[ghh]

So Naur is saying that programming helps programmers understand how software can solve the problem at hand, and that this is more important than the resulting code.

I might be reading this the wrong way, but this helps explain the Not-Invented-Here syndrome [1]. Why not just re-use some other code? Because it's not just about the code, but about the programming team's understanding of how the software tackles the problem.

[1] http://en.wikipedia.org/wiki/Not_invented_here

[pfortuny]

It looks similar but it is not exactly the same thing. In some sense, not being the 'writer' of the code makes it difficult for you to understand it and hence to use it as the expression of your theory, which may lead you to rewrite everything (thus 'invent it here').

However, the rational way to do it would be to try and read the outside code and reuse it as much as possible. In the same way that you read a book on Calculus and do not need to write a new one if you have learnt it.

But we humans are anything but rational.

[pavlov]

You're probably not going to learn calculus just by reading a book, though. To understand it and to be able to deploy the knowledge to solve actual problems, you need to do practical exercises.

In a sense, doing those exercises is "rewriting calculus" in a form that is internalized for yourself. It's the same as learning to play a piece of music: if you're a good piano player, you can read the sheet music for a Beethoven sonata and have an idea of what it's like [0], but you need to practice the piece to really understand what it means.

Maybe the design of software should also contain some kind of built-in learning process. When one encounters a new codebase, it can take quite a while to figure out where to even start deciphering the architecture... What if there was a design document with a textbook-like approach that extended all the way into the code itself: there would be "exercise hooks" expressly for the purpose of allowing a programmer to experiment with the software's internals in a controlled fashion.

- -

[0] I guess -- I suck at music, so I wouldn't really know.

[noblethrasher]

Doing the exercises is not rewriting calculus, but it does lead to the discovery of useful pseudo-theorems about mathematical expressions and calculus-based techniques for manipulating them.

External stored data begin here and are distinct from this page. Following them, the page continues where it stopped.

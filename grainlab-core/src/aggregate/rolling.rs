//! Trailing-window statistics over daily series.

use std::collections::BTreeSet;

use chrono::{Duration, NaiveDate};
use tracing::debug;

use super::{AggregationEngine, UnitTally};
use crate::domain::{RollingKey, RollingStat};
use crate::error::AggregationError;

/// First day of the trailing window ending on `as_of` (inclusive).
pub fn window_start(as_of: NaiveDate, window_days: u32) -> NaiveDate {
    as_of - Duration::days(i64::from(window_days.max(1)) - 1)
}

impl AggregationEngine {
    /// Compute and upsert the trailing-window row for `series` as of a date.
    ///
    /// `day_count` records how many distinct days actually had data, so a
    /// short window stays visible instead of being silently averaged.
    pub fn aggregate_rolling(
        &self,
        series: &str,
        as_of: NaiveDate,
    ) -> Result<UnitTally, AggregationError> {
        let window_days = self.config.rolling_window_days;
        let start = window_start(as_of, window_days);
        let observations = self.raw.daily_observations(series, start, as_of)?;

        let mut tally = UnitTally::default();
        let mut days = BTreeSet::new();
        let mut sum = 0.0;
        for obs in &observations {
            if !obs.value.is_finite() {
                tally.records_skipped += 1;
                continue;
            }
            days.insert(obs.date);
            sum += obs.value;
        }
        if days.is_empty() {
            debug!(series, as_of = %as_of, "no observations in window");
            return Ok(tally);
        }

        let key = RollingKey {
            series: series.to_string(),
            as_of,
        };
        let day_count = days.len() as u32;
        let mut row = self
            .summaries
            .get_rolling(&key)?
            .unwrap_or_else(|| RollingStat::new(&key, window_days));
        row.window_days = window_days;
        row.day_count = day_count;
        row.sum = sum;
        row.mean = sum / f64::from(day_count);
        self.summaries.upsert_rolling(row)?;
        tally.rows_written = 1;

        if day_count < window_days {
            debug!(series, as_of = %as_of, day_count, window_days, "window has missing days");
        }
        Ok(tally)
    }
}
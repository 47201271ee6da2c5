//! Original-source capability for bronze spot checks.
//!
//! The bronze suite only registers its spot check when a `SourceClient` is
//! supplied; nothing probes for network access at runtime. Every fetch is
//! bounded by a timeout, and a timeout is one failed sample.

use std::sync::mpsc;
use std::sync::Arc;
use std::time::Duration;

use serde::Deserialize;
use thiserror::Error;

#[derive(Debug, Clone, PartialEq, Error)]
pub enum SourceError {
    #[error("source request timed out after {0:?}")]
    Timeout(Duration),

    #[error("source request failed: {0}")]
    Http(String),

    #[error("malformed source response: {0}")]
    Malformed(String),
}

/// Looks up a certificate's shipped pounds at the original source.
pub trait SourceClient: Send + Sync {
    /// `Ok(None)` when the source has no such certificate.
    fn fetch_pounds(&self, certificate_id: &str) -> Result<Option<f64>, SourceError>;
}

// ─── HTTP client ─────────────────────────────────────────────────────

#[derive(Debug, Deserialize)]
struct CertificateResponse {
    pounds: f64,
}

/// `GET {base_url}/certificates/{id}` returning `{ "pounds": <number> }`.
pub struct HttpSourceClient {
    client: reqwest::blocking::Client,
    base_url: String,
    timeout: Duration,
}

impl HttpSourceClient {
    pub fn new(base_url: impl Into<String>, timeout: Duration) -> Result<Self, SourceError> {
        let client = reqwest::blocking::Client::builder()
            .timeout(timeout)
            .user_agent(concat!("grainlab/", env!("CARGO_PKG_VERSION")))
            .build()
            .map_err(|e| SourceError::Http(format!("failed to build HTTP client: {e}")))?;
        Ok(Self {
            client,
            base_url: base_url.into().trim_end_matches('/').to_string(),
            timeout,
        })
    }

    fn certificate_url(&self, certificate_id: &str) -> String {
        format!("{}/certificates/{certificate_id}", self.base_url)
    }
}

impl SourceClient for HttpSourceClient {
    fn fetch_pounds(&self, certificate_id: &str) -> Result<Option<f64>, SourceError> {
        let resp = self
            .client
            .get(self.certificate_url(certificate_id))
            .send()
            .map_err(|e| {
                if e.is_timeout() {
                    SourceError::Timeout(self.timeout)
                } else {
                    SourceError::Http(e.to_string())
                }
            })?;

        let status = resp.status();
        if status == reqwest::StatusCode::NOT_FOUND {
            return Ok(None);
        }
        if !status.is_success() {
            return Err(SourceError::Http(format!(
                "HTTP {status} for certificate {certificate_id}"
            )));
        }

        let body: CertificateResponse = resp.json().map_err(|e| {
            SourceError::Malformed(format!("certificate {certificate_id}: {e}"))
        })?;
        Ok(Some(body.pounds))
    }
}

// ─── Deadline wrapper ────────────────────────────────────────────────

/// Enforces a hard deadline on any client by running the fetch on a
/// worker thread. A fetch that overruns is abandoned, not cancelled.
pub struct TimeoutSourceClient {
    inner: Arc<dyn SourceClient>,
    timeout: Duration,
}

impl TimeoutSourceClient {
    pub fn new(inner: Arc<dyn SourceClient>, timeout: Duration) -> Self {
        Self { inner, timeout }
    }
}

impl SourceClient for TimeoutSourceClient {
    fn fetch_pounds(&self, certificate_id: &str) -> Result<Option<f64>, SourceError> {
        let (tx, rx) = mpsc::channel();
        let inner = Arc::clone(&self.inner);
        let id = certificate_id.to_string();
        std::thread::spawn(move || {
            // The receiver may be gone after a timeout; nothing to do then.
            let _ = tx.send(inner.fetch_pounds(&id));
        });
        match rx.recv_timeout(self.timeout) {
            Ok(result) => result,
            Err(mpsc::RecvTimeoutError::Timeout) => Err(SourceError::Timeout(self.timeout)),
            Err(mpsc::RecvTimeoutError::Disconnected) => Err(SourceError::Http(format!(
                "source worker for certificate {certificate_id} exited without a response"
            ))),
        }
    }
}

An actual rewriting of calculus would involve discovering proofs for things like the Mean-Value Theorem or the Fundamental Theorem of Calculus. Short of that, you could wrestle with trying to discover proofs for theorems so that you can at least appreciate the canonical ones. Incidentally, this is what every mathematics major has to do in order to earn their degree.

[noblethrasher]

I think one of the reasons for NIH is that, unlike mathematical theorems, programs are not customarily explicit about the domain over which they hold and therefore are just pseudo-theorems. The few programs that do have that explicitness, such as compilers and small UNIX utilities, tend not to get reinvented. Also, the domain can become obsolete (e.g. ascii vs utf8 or unstructured text vs XML).

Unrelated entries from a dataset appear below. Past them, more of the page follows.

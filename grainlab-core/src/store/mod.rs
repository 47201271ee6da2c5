//! Store abstractions.
//!
//! The engine never talks to a database directly. It reads raw rows through
//! `RawRecordStore` and writes derived rows through `SummaryStore`, whose
//! upserts are keyed by each row's natural key. `InMemoryStore` implements
//! both and backs the CLI and the tests.

pub mod memory;

use chrono::NaiveDate;

use crate::domain::{
    BronzeRecord, ClassExports, ClassKey, DailyObservation, DestinationRollup, Dimension,
    QualityKey, QualityStats, RawRecord, RollingKey, RollingStat, RollupKey, WeeklyCommoditySummary,
};
use crate::error::StoreError;

pub use memory::InMemoryStore;

/// Gold views a complete deployment materializes.
pub const STANDARD_VIEWS: [&str; 7] = [
    "weekly_commodity_summary",
    "destination_country",
    "destination_region",
    "destination_port_region",
    "class_exports",
    "quality_stats",
    "rolling_stats",
];

/// Read access to the bronze and silver layers.
pub trait RawRecordStore: Send + Sync {
    /// Every silver record for a (commodity, week) key.
    fn records_for(&self, commodity: &str, week: NaiveDate) -> Result<Vec<RawRecord>, StoreError>;

    /// Distinct commodities with silver data for a week, sorted.
    fn distinct_commodities(&self, week: NaiveDate) -> Result<Vec<String>, StoreError>;

    /// Distinct destination keys among the valid records of a (commodity, week).
    ///
    /// Records rejected by `validate_record` are never aggregated, so their
    /// destinations are not expected in any rollup either.
    /// For `Dimension::Port` this returns raw port names, not port-regions;
    /// mapping is the caller's policy.
    fn distinct_destinations(
        &self,
        commodity: &str,
        week: NaiveDate,
        dimension: Dimension,
    ) -> Result<Vec<String>, StoreError>;

    /// Distinct week-ending dates with data, ascending, optionally bounded (inclusive).
    fn distinct_weeks(
        &self,
        start: Option<NaiveDate>,
        end: Option<NaiveDate>,
    ) -> Result<Vec<NaiveDate>, StoreError>;

    /// All silver records.
    fn all_records(&self) -> Result<Vec<RawRecord>, StoreError>;

    /// All bronze payloads.
    fn bronze_records(&self) -> Result<Vec<BronzeRecord>, StoreError>;

    /// Most recent bronze ingestion date.
    fn latest_ingestion(&self) -> Result<Option<NaiveDate>, StoreError>;

    /// Names of the daily series held in the silver layer, sorted.
    fn daily_series(&self) -> Result<Vec<String>, StoreError>;

    /// Observations of a series within `[start, end]`, ascending by date.
    fn daily_observations(
        &self,
        series: &str,
        start: NaiveDate,
        end: NaiveDate,
    ) -> Result<Vec<DailyObservation>, StoreError>;
}

/// Upsert-by-natural-key storage for the gold layer.
pub trait SummaryStore: Send + Sync {
    fn get_summary(
        &self,
        commodity: &str,
        week: NaiveDate,
    ) -> Result<Option<WeeklyCommoditySummary>, StoreError>;
    fn upsert_summary(&self, row: WeeklyCommoditySummary) -> Result<(), StoreError>;
    /// Summaries of one commodity within `[start, end]`, ascending by week.
    fn summaries_for(
        &self,
        commodity: &str,
        start: NaiveDate,
        end: NaiveDate,
    ) -> Result<Vec<WeeklyCommoditySummary>, StoreError>;
    fn all_summaries(&self) -> Result<Vec<WeeklyCommoditySummary>, StoreError>;

    fn get_rollup(&self, key: &RollupKey) -> Result<Option<DestinationRollup>, StoreError>;
    fn upsert_rollup(&self, row: DestinationRollup) -> Result<(), StoreError>;
    fn rollups_for(
        &self,
        commodity: &str,
        week: NaiveDate,
        dimension: Dimension,
    ) -> Result<Vec<DestinationRollup>, StoreError>;

    fn get_class_exports(&self, key: &ClassKey) -> Result<Option<ClassExports>, StoreError>;
    fn upsert_class_exports(&self, row: ClassExports) -> Result<(), StoreError>;
    fn class_exports_for(&self, week: NaiveDate) -> Result<Vec<ClassExports>, StoreError>;

    fn get_quality(&self, key: &QualityKey) -> Result<Option<QualityStats>, StoreError>;
    fn upsert_quality(&self, row: QualityStats) -> Result<(), StoreError>;

    fn get_rolling(&self, key: &RollingKey) -> Result<Option<RollingStat>, StoreError>;
    fn upsert_rolling(&self, row: RollingStat) -> Result<(), StoreError>;
    fn all_rolling(&self) -> Result<Vec<RollingStat>, StoreError>;

    /// Names of the gold views that currently exist.
    fn materialized_views(&self) -> Result<Vec<String>, StoreError>;
}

Thus, NIH may really just be a want of a theorem (sometimes merely a stronger one).

[Confusion]

I think you are right it helps explain NIH, but I don't think it justifies it. In the article, Naur says:

  I shall use the word programming to denote the whole 
  activity of design and implementation of programmed 
  solutions. 

So 'programming' is not just 'producing code', but also everything leading up to that. It is very well possible to design a solution for your specific problem and then conclude somebody already implemented (parts of) it for you. You get NIH if you need to implement (part of) the code to discover how you can use software to solve a problem and subsequently cannot let go of your code. So there are two opportunities to get rid of NIH: 1) become sufficiently proficient that you can design software without needing to write lots of it already and 2) be able and allowed to throw your code away.